== EXERCISE PROMPT ==
Read the data, and whenever a line holds the word "true", report that line.

────────────────────────────────────────

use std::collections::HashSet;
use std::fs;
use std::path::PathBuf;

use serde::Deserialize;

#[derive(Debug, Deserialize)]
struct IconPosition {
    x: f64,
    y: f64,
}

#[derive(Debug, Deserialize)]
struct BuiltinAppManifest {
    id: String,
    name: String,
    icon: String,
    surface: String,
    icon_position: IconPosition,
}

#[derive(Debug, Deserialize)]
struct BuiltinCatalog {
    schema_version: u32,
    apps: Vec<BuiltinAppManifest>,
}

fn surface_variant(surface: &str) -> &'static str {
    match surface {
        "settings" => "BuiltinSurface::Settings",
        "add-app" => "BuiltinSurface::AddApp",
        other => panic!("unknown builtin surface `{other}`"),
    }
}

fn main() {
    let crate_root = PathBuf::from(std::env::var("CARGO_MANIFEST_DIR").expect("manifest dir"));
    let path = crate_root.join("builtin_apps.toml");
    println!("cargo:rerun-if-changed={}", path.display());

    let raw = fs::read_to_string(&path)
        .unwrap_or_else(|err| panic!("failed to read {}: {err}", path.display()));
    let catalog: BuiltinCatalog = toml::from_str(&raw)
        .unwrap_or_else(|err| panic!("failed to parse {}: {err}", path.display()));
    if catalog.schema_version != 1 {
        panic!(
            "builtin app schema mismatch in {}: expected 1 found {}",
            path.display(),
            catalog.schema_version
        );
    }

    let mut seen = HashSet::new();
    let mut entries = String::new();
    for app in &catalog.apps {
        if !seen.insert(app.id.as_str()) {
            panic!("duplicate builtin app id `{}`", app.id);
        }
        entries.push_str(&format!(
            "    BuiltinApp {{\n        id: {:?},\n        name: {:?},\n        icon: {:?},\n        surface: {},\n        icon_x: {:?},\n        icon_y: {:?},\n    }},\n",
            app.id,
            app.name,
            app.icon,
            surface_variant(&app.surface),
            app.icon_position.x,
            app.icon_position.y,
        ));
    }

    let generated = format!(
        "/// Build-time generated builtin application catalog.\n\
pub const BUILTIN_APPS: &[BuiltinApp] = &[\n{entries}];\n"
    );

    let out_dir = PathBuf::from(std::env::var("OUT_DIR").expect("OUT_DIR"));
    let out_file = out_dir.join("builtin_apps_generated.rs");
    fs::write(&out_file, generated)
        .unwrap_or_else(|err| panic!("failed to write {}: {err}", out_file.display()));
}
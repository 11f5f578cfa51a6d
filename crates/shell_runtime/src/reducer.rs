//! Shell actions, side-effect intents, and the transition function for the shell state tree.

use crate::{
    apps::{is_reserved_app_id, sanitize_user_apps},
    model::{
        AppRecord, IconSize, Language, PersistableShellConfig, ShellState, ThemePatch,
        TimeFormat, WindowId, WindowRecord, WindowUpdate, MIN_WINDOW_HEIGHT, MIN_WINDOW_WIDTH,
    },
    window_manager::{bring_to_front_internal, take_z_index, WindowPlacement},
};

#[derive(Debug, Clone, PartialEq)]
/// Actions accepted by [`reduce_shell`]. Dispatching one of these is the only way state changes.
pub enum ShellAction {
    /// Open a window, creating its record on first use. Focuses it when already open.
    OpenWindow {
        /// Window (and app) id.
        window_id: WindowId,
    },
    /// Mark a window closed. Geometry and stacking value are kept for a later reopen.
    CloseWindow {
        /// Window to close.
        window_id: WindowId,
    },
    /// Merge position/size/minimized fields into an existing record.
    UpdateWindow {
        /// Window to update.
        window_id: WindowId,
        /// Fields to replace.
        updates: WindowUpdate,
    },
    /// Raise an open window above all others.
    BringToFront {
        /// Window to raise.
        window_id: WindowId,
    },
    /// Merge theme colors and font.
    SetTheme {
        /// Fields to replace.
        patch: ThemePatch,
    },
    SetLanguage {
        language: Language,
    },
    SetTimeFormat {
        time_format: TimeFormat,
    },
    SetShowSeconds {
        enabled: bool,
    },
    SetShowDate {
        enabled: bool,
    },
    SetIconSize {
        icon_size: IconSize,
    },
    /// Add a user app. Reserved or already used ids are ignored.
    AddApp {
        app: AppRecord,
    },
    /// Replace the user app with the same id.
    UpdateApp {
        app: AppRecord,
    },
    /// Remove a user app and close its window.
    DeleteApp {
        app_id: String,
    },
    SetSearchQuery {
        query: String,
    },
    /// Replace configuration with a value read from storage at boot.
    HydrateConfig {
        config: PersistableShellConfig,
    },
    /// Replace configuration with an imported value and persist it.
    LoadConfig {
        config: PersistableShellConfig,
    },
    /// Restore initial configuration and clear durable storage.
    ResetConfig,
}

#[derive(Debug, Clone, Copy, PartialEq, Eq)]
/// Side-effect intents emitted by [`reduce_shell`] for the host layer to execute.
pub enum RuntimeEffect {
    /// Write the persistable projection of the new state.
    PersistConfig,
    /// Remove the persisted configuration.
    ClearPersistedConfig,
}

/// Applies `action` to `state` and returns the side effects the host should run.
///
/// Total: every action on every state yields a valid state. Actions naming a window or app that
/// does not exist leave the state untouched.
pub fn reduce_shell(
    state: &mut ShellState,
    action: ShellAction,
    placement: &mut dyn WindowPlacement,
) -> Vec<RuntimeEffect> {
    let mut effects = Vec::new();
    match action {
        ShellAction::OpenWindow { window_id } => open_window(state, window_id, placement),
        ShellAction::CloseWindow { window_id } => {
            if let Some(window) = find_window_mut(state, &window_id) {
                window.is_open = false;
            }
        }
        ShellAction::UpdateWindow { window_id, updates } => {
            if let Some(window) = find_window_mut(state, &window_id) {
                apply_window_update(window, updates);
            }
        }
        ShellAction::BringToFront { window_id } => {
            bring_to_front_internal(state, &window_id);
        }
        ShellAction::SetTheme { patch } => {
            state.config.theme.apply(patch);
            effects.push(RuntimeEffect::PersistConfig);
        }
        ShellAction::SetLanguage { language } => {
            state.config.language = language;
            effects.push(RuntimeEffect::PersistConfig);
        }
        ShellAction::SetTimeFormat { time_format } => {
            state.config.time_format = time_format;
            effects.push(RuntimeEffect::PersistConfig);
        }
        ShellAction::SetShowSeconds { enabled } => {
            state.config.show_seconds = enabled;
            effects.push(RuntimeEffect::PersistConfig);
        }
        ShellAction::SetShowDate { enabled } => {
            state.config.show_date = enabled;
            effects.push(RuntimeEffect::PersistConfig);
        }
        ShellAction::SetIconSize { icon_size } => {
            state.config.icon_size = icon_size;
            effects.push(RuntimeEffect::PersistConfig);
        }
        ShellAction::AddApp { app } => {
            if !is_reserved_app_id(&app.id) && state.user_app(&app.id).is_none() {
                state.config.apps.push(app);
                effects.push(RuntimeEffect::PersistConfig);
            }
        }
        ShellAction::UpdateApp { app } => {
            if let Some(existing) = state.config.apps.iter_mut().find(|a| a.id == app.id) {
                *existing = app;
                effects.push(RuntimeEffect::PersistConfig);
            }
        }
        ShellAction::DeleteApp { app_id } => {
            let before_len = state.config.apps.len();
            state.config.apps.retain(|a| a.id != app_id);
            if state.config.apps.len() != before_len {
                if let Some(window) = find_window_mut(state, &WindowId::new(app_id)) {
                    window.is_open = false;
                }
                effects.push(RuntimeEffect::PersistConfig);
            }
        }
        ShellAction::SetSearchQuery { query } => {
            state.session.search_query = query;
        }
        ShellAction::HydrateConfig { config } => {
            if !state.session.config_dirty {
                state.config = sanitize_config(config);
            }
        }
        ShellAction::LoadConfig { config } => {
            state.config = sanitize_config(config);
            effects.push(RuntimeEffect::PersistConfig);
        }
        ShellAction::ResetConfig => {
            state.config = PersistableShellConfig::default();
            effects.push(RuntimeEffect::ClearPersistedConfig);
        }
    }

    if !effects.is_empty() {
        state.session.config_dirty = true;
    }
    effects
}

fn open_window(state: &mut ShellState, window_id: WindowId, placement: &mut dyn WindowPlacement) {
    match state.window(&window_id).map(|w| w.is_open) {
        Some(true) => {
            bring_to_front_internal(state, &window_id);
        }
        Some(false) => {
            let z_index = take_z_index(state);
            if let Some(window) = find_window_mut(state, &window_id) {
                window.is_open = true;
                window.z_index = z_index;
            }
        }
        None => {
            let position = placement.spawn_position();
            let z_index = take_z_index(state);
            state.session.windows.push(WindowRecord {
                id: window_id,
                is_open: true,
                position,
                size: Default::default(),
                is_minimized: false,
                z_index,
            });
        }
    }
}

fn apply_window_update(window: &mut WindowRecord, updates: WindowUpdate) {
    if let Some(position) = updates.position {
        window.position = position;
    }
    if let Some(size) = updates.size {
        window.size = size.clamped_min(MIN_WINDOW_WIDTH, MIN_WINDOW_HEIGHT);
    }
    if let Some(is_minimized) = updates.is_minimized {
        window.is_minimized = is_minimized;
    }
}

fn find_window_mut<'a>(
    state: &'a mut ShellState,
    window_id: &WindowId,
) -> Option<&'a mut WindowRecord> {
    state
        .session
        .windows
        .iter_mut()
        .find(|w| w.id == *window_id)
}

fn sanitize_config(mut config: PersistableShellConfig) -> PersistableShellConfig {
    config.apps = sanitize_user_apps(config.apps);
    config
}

────────────────────────────────────────

== OUTPUT FOR THIS EXERCISE ==
        state.session.config_dirty = true;
        Some(true) => {
                window.is_open = true;
                is_open: true,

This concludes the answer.